━━━ Task data
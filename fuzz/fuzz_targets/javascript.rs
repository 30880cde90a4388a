#![no_main]
use libfuzzer_sys::fuzz_target;
use parsers::{parse_source, Language};

fuzz_target!(|data: &[u8]| {
    if let Ok(s) = std::str::from_utf8(data) {
        if let Ok(tree) = parse_source(Language::JavaScript, "fuzz.js", s) {
            assert!(ir::schema::validate(&tree, false).is_ok());
        }
    }
});
//! Evaluation of rule formulas over the matches of their sub-patterns.

use std::collections::{HashMap, HashSet};

use ir::{AncestorIndex, EqualityPolicy, Tree};
use loader::PatternSet;
use patterns::{Formula, PatternId, PatternTree, Predicate};
use tracing::trace;

use crate::budget::Budget;
use crate::env::Binding;
use crate::error::{InvariantViolation, MatchError};
use crate::matcher::{Match, Matcher};

/// Everything a formula needs from the file under analysis.
pub struct EvalContext<'a> {
    pub tree: &'a Tree,
    pub index: &'a AncestorIndex,
    pub patterns: &'a PatternSet,
    pub policy: EqualityPolicy,
    pub budget: &'a Budget,
}

impl<'a> EvalContext<'a> {
    pub fn pattern(&self, id: &str) -> Result<&'a PatternTree, MatchError> {
        self.patterns
            .get(id)
            .map(|p| p.as_ref())
            .ok_or_else(|| InvariantViolation::MissingPattern { id: id.to_string() }.into())
    }

    fn matcher(&self, pattern: &'a PatternTree) -> Matcher<'a> {
        Matcher::new(pattern, self.tree, self.policy, self.budget)
    }

    /// Searches the whole file for every sub-pattern the formula uses as an
    /// operand. Patterns only used inside `metavariable-pattern` are run
    /// later, under the bound value.
    pub fn collect(&self, formula: &Formula) -> Result<HashMap<PatternId, Vec<Match>>, MatchError> {
        let mut ids = Vec::new();
        operand_ids(formula, &mut ids);
        let mut out = HashMap::new();
        for id in ids {
            if out.contains_key(id) {
                continue;
            }
            let found = self
                .matcher(self.pattern(id)?)
                .search()
                .collect::<Result<Vec<_>, _>>()?;
            trace!(pattern = id, matches = found.len(), "Sub-pattern searched");
            out.insert(id.to_string(), found);
        }
        Ok(out)
    }

    /// Whether `outer` encloses `inner`: by ancestry when both are nodes,
    /// by range otherwise.
    fn encloses(&self, outer: &Match, inner: &Match) -> bool {
        match (outer.anchor, inner.anchor) {
            (Some(o), Some(i)) => self.index.is_ancestor_or_self(o, i),
            _ => outer.span.contains(&inner.span),
        }
    }

    fn compatible(&self, a: &Match, b: &Match) -> bool {
        a.env.compatible(&b.env, self.tree, &self.policy)
    }
}

fn operand_ids<'f>(formula: &'f Formula, out: &mut Vec<&'f str>) {
    match formula {
        Formula::Pattern(id) => out.push(id),
        Formula::And(items) | Formula::Or(items) => {
            for item in items {
                operand_ids(item, out);
            }
        }
        Formula::Not(f) | Formula::NotInside(f) => operand_ids(f, out),
        Formula::Inside { inner, outer } => {
            operand_ids(inner, out);
            operand_ids(outer, out);
        }
        Formula::Constraint { .. } | Formula::Focus(_) => {}
    }
}

/// Evaluates `formula` given the match sets of its operands, returning the
/// surviving matches sorted by range and then by rendered bindings.
pub fn evaluate(
    formula: &Formula,
    matches: &HashMap<PatternId, Vec<Match>>,
    ctx: &EvalContext<'_>,
) -> Result<Vec<Match>, MatchError> {
    let out = eval(formula, matches, ctx)?;
    Ok(sorted(out, ctx.tree))
}

/// Deterministic order: range, then rendered bindings.
pub fn sorted(mut matches: Vec<Match>, tree: &Tree) -> Vec<Match> {
    matches.sort_by_cached_key(|m| (m.span, m.env.render(tree)));
    matches
}

fn dedup(matches: Vec<Match>) -> Vec<Match> {
    let mut seen = HashSet::new();
    matches
        .into_iter()
        .filter(|m| seen.insert((m.span, m.env.clone())))
        .collect()
}

fn eval(
    formula: &Formula,
    matches: &HashMap<PatternId, Vec<Match>>,
    ctx: &EvalContext<'_>,
) -> Result<Vec<Match>, MatchError> {
    match formula {
        Formula::Pattern(id) => matches
            .get(id)
            .cloned()
            .ok_or_else(|| InvariantViolation::MissingPattern { id: id.clone() }.into()),
        Formula::Or(items) => {
            let mut out = Vec::new();
            for item in items {
                out.extend(eval(item, matches, ctx)?);
            }
            Ok(dedup(out))
        }
        Formula::Inside { inner, outer } => {
            let inner = eval(inner, matches, ctx)?;
            let outer = eval(outer, matches, ctx)?;
            let mut out = Vec::with_capacity(inner.len());
            for m in inner {
                if let Some(joined) = within(&m, &outer, ctx)? {
                    out.push(joined);
                }
            }
            Ok(dedup(out))
        }
        Formula::And(items) => eval_and(items, matches, ctx),
        other => Err(InvariantViolation::MisplacedOperator {
            operator: other.name(),
        }
        .into()),
    }
}

/// `m` joined with the innermost compatible context enclosing it.
fn within(m: &Match, contexts: &[Match], ctx: &EvalContext<'_>) -> Result<Option<Match>, MatchError> {
    let mut best: Option<&Match> = None;
    for c in contexts {
        ctx.budget.tick()?;
        if ctx.encloses(c, m) && ctx.compatible(m, c) && best.map_or(true, |b| c.span.len() < b.span.len()) {
            best = Some(c);
        }
    }
    Ok(best.and_then(|c| {
        m.env.join(&c.env, ctx.tree, &ctx.policy).map(|env| Match {
            span: m.span,
            anchor: m.anchor,
            env,
        })
    }))
}

fn eval_and(
    items: &[Formula],
    matches: &HashMap<PatternId, Vec<Match>>,
    ctx: &EvalContext<'_>,
) -> Result<Vec<Match>, MatchError> {
    let mut current: Option<Vec<Match>> = None;
    let mut constraints = Vec::new();
    let mut negatives = Vec::new();
    let mut focus = Vec::new();
    for item in items {
        match item {
            Formula::Not(_) | Formula::NotInside(_) => negatives.push(item),
            Formula::Constraint {
                metavariable,
                predicate,
            } => constraints.push((metavariable.as_str(), predicate)),
            Formula::Focus(name) => focus.push(name.as_str()),
            positive => {
                let set = eval(positive, matches, ctx)?;
                current = Some(match current {
                    None => set,
                    Some(acc) => join(acc, &set, ctx)?,
                });
            }
        }
    }
    let Some(mut current) = current else {
        return Err(InvariantViolation::MisplacedOperator { operator: "and" }.into());
    };

    for (name, predicate) in constraints {
        let mut kept = Vec::with_capacity(current.len());
        for m in current {
            if let Some(m) = constrain(m, name, predicate, ctx)? {
                kept.push(m);
            }
        }
        current = kept;
    }

    for negative in negatives {
        let (inner, inside) = match negative {
            Formula::Not(f) => (f, false),
            Formula::NotInside(f) => (f, true),
            _ => continue,
        };
        let excluded = eval(inner, matches, ctx)?;
        let mut kept = Vec::with_capacity(current.len());
        for m in current {
            let mut hit = false;
            for n in &excluded {
                ctx.budget.tick()?;
                let related = if inside {
                    ctx.encloses(n, &m)
                } else {
                    n.span.overlaps(&m.span)
                };
                if related && ctx.compatible(&m, n) {
                    hit = true;
                    break;
                }
            }
            if !hit {
                kept.push(m);
            }
        }
        current = kept;
    }

    for name in focus {
        current = current
            .into_iter()
            .filter_map(|m| {
                let binding = m.env.get(name)?;
                let span = binding.span(ctx.tree);
                let anchor = match binding {
                    Binding::Node(id) => Some(*id),
                    Binding::Seq { nodes, .. } if nodes.len() == 1 => Some(nodes[0]),
                    Binding::Seq { .. } => None,
                };
                Some(Match {
                    span,
                    anchor,
                    env: m.env,
                })
            })
            .collect();
    }
    Ok(dedup(current))
}

/// Constraint join: every pair with compatible environments survives under
/// the left range with the union of both environments.
fn join(left: Vec<Match>, right: &[Match], ctx: &EvalContext<'_>) -> Result<Vec<Match>, MatchError> {
    let mut out = Vec::new();
    for a in &left {
        for b in right {
            ctx.budget.tick()?;
            if let Some(env) = a.env.join(&b.env, ctx.tree, &ctx.policy) {
                out.push(Match {
                    span: a.span,
                    anchor: a.anchor,
                    env,
                });
            }
        }
    }
    Ok(dedup(out))
}

/// Applies one metavariable predicate. Unbound metavariables fail it.
fn constrain(
    m: Match,
    name: &str,
    predicate: &Predicate,
    ctx: &EvalContext<'_>,
) -> Result<Option<Match>, MatchError> {
    ctx.budget.tick()?;
    let Some(binding) = m.env.get(name) else {
        return Ok(None);
    };
    match predicate {
        Predicate::Regex(re) => Ok(re.is_match(binding.text(ctx.tree)).then_some(m)),
        Predicate::Pattern(id) => {
            let roots = binding.nodes().to_vec();
            if roots.is_empty() {
                return Ok(None);
            }
            let pattern = ctx.pattern(id)?;
            let first = ctx.matcher(pattern).search_from(roots, m.env.clone()).next();
            match first {
                Some(Ok(found)) => Ok(Some(Match {
                    span: m.span,
                    anchor: m.anchor,
                    env: found.env,
                })),
                Some(Err(err)) => Err(err),
                None => Ok(None),
            }
        }
    }
}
━━━━━━
> _About this exercise_
Which lines above contain the word "compatible"? Copy each one.

> _Answer section_
    fn compatible(&self, a: &Match, b: &Match) -> bool {
        a.env.compatible(&b.env, self.tree, &self.policy)
/// `m` joined with the innermost compatible context enclosing it.
        if ctx.encloses(c, m) && ctx.compatible(m, c) && best.map_or(true, |b| c.span.len() < b.span.len()) {
                if related && ctx.compatible(&m, n) {
/// Constraint join: every pair with compatible environments survives under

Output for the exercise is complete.